Chapter 23. Drag and drop

Table of Contents
Handling drops
Initiating drags
Conclusion

PyQt fully supports standard drag and drop operations on all platforms. This includes both Windows OLE drag and drop, and the two X11 standards: XDND (which uses MIME) and the legacy Motif Drag'n'Drop protocol.

MIME, which you may know as a way to encode all kinds of datatypes for e-mail, is used to encode the dragged data in Qt. This is a very flexible standard, regulated by IANA (http://www.isi.edu/in-notes/iana/assignments/media-types/). This means that almost any kind of data can be handled by the Qt drag and drop mechanism, not just text or images.

Handling drops

Our Kalam editor must be able to accepts drops from other applications, so we will have to implement this functionality.

Incoming drop operations are easy enough to handle. Basically, you call self.setAcceptDrops(TRUE) for the widget or widgets that should accept drop events, and then actually handle those drop events.

The widget that should accept the drops is our KalamView class.

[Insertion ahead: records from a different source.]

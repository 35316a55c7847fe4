//! Vector Store - 벡터 저장소 트레이트 및 유틸리티
//!
//! 밀집 인덱스의 저장 계층입니다. 영속 구현은 `LanceVectorStore`,
//! 프로세스 내 구현은 `MemoryVectorStore` (테스트/임시 인덱스용).

use anyhow::Result;
use async_trait::async_trait;
use tokio::sync::RwLock;

use super::passage::{cmp_score_desc, Passage, RetrievalResult};

// ============================================================================
// Types
// ============================================================================

/// 벡터 엔트리 (저장용)
#[derive(Debug, Clone)]
pub struct VectorEntry {
    /// 청크 본문 + 메타데이터
    pub passage: Passage,
    /// 임베딩 벡터
    pub embedding: Vec<f32>,
}

// ============================================================================
// VectorStore Trait
// ============================================================================

/// VectorStore 트레이트 (async)
///
/// 벡터 저장소의 공통 인터페이스입니다.
#[async_trait]
pub trait VectorStore: Send + Sync {
    /// 벡터 배치 삽입 (반환 전에 쓰기가 완료되어야 함)
    async fn insert_batch(&self, entries: &[VectorEntry]) -> Result<usize>;

    /// 유사도 내림차순 검색 (비어 있으면 빈 결과)
    async fn search(&self, query_embedding: &[f32], limit: usize) -> Result<Vec<RetrievalResult>>;

    /// source_id에 속한 벡터 삭제
    async fn delete_by_source(&self, source_id: &str) -> Result<usize>;

    /// 벡터 개수 조회
    async fn count(&self) -> Result<usize>;

    /// 저장된 모든 Passage (어휘 인덱스 재구축용 스냅샷)
    async fn all_passages(&self) -> Result<Vec<Passage>>;
}

// ============================================================================
// MemoryVectorStore
// ============================================================================

/// 메모리 벡터 저장소 (전수 코사인 검색)
#[derive(Debug, Default)]
pub struct MemoryVectorStore {
    entries: RwLock<Vec<VectorEntry>>,
}

impl MemoryVectorStore {
    pub fn new() -> Self {
        Self::default()
    }
}

#[async_trait]
impl VectorStore for MemoryVectorStore {
    async fn insert_batch(&self, entries: &[VectorEntry]) -> Result<usize> {
        let mut guard = self.entries.write().await;
        guard.extend_from_slice(entries);
        Ok(entries.len())
    }

    async fn search(&self, query_embedding: &[f32], limit: usize) -> Result<Vec<RetrievalResult>> {
        let guard = self.entries.read().await;

        let mut results: Vec<RetrievalResult> = guard
            .iter()
            .map(|e| {
                RetrievalResult::new(
                    e.passage.clone(),
                    cosine_similarity(query_embedding, &e.embedding),
                )
            })
            .collect();

        results.sort_by(|a, b| cmp_score_desc(a.relevance_score, b.relevance_score));
        results.truncate(limit);
        Ok(results)
    }

    async fn delete_by_source(&self, source_id: &str) -> Result<usize> {
        let mut guard = self.entries.write().await;
        let before = guard.len();
        guard.retain(|e| e.passage.metadata.source_id != source_id);
        Ok(before - guard.len())
    }

    async fn count(&self) -> Result<usize> {
        Ok(self.entries.read().await.len())
    }

    async fn all_passages(&self) -> Result<Vec<Passage>> {
        Ok(self
            .entries
            .read()
            .await
            .iter()
            .map(|e| e.passage.clone())
            .collect())
    }
}

// ============================================================================
// Utility Functions
// ============================================================================

/// 코사인 유사도 계산
///
/// 결과는 -1.0 ~ 1.0 범위입니다. 길이가 다르거나 영벡터면 0.0.
pub fn cosine_similarity(a: &[f32], b: &[f32]) -> f32 {
    if a.len() != b.len() || a.is_empty() {
        return 0.0;
    }

    let dot_product: f32 = a.iter().zip(b.iter()).map(|(x, y)| x * y).sum();
    let norm_a: f32 = a.iter().map(|x| x * x).sum::<f32>().sqrt();
    let norm_b: f32 = b.iter().map(|x| x * x).sum::<f32>().sqrt();

    if norm_a == 0.0 || norm_b == 0.0 {
        return 0.0;
    }

    dot_product / (norm_a * norm_b)
}

// ============================================================================
// Tests
// ============================================================================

But setting self.setAcceptDrops(TRUE) in the constructor of KalamView won't work. This is because KalamView doesn't actually handle the drops; rather, they are handled by the QMultiLineEdit class, which is encapsulated by KalamView.

The easiest solution is to extend the small subclass of QMultiLineEdit (which we already created) to handle drop events.

Example 23-1. Handling drop events

"""
kalamview.py - the editor view component for Kalam

copyright: (C) 2001, Boudewijn Rempt
email:     boud@rempt.xs4all.nl
"""
from qt import *
import kalamconfig
from resources import TRUE, FALSE
class KalamMultiLineEdit(QMultiLineEdit):

    def __init__(self, *args):
        apply(QMultiLineEdit.__init__,(self,) + args)
        self.setAcceptDrops(TRUE)

    def dragEnterEvent(self, e):
        e.accept(QTextDrag.canDecode(e))

    def dropEvent(self, e):
        t=QString()
        if QTextDrag.decode(e, t): # fills t with decoded text
            self.insert(t)
            self.emit(SIGNAL("textChanged()"), ())

    def event(self, e):
        if e.type() == QEvent.KeyPress:
            QMultiLineEdit.keyPressEvent(self, e)
            return TRUE
        else:
            return QMultiLineEdit.event(self, e)
      

How does this bit of code work? First, you can see that the custom widget accepts drop events: self.setAcceptDrops(TRUE).

The dragEnterEvent() method is fired whenever something is dragged over the widget. In this function we can determine whether the object that is dragged over our application is something we'd like to accept. If the function QTextDrag.canDecode() returns true, then we know we can get some text out of the data the drop event carries. We accept the event, which means that whenever the cursor enters the widget, the shape will change to indicate that the contents can be dropped.

If the user releases the mouse button, the function dropEvent() is called. This presents us with a QDropEvent object, which we can decode to get the contents.

However, here we come across one of the inconsistencies of the PyQt bindings to Qt. Sometimes a function wants to return two values: a boolean to indicate whether the operation was successful, and the result of the operation. In the case of QFontDialog, the results are returned in a tuple:

        (font, ok) = QFontDialog.getFont(self, "FontDialog")
    

Likewise, QTextDrag.decode wants to return two values: a boolean and a string. However, here you need to first create a QString, and pass that to QTextDrag.decode, which fills it with the text, while returning a boolean indicating whether the decoding went well.

However, having got the text by hook or by crook, we can insert it in the view, and tell the world that the text has changed (so other views on the text can update themselves).

You can now select and drag that text to a Kalam document. If you drag a file, only the filename will be inserted, because a filename can also be decoded as text. If you want to open the file instead, you still have some work to do.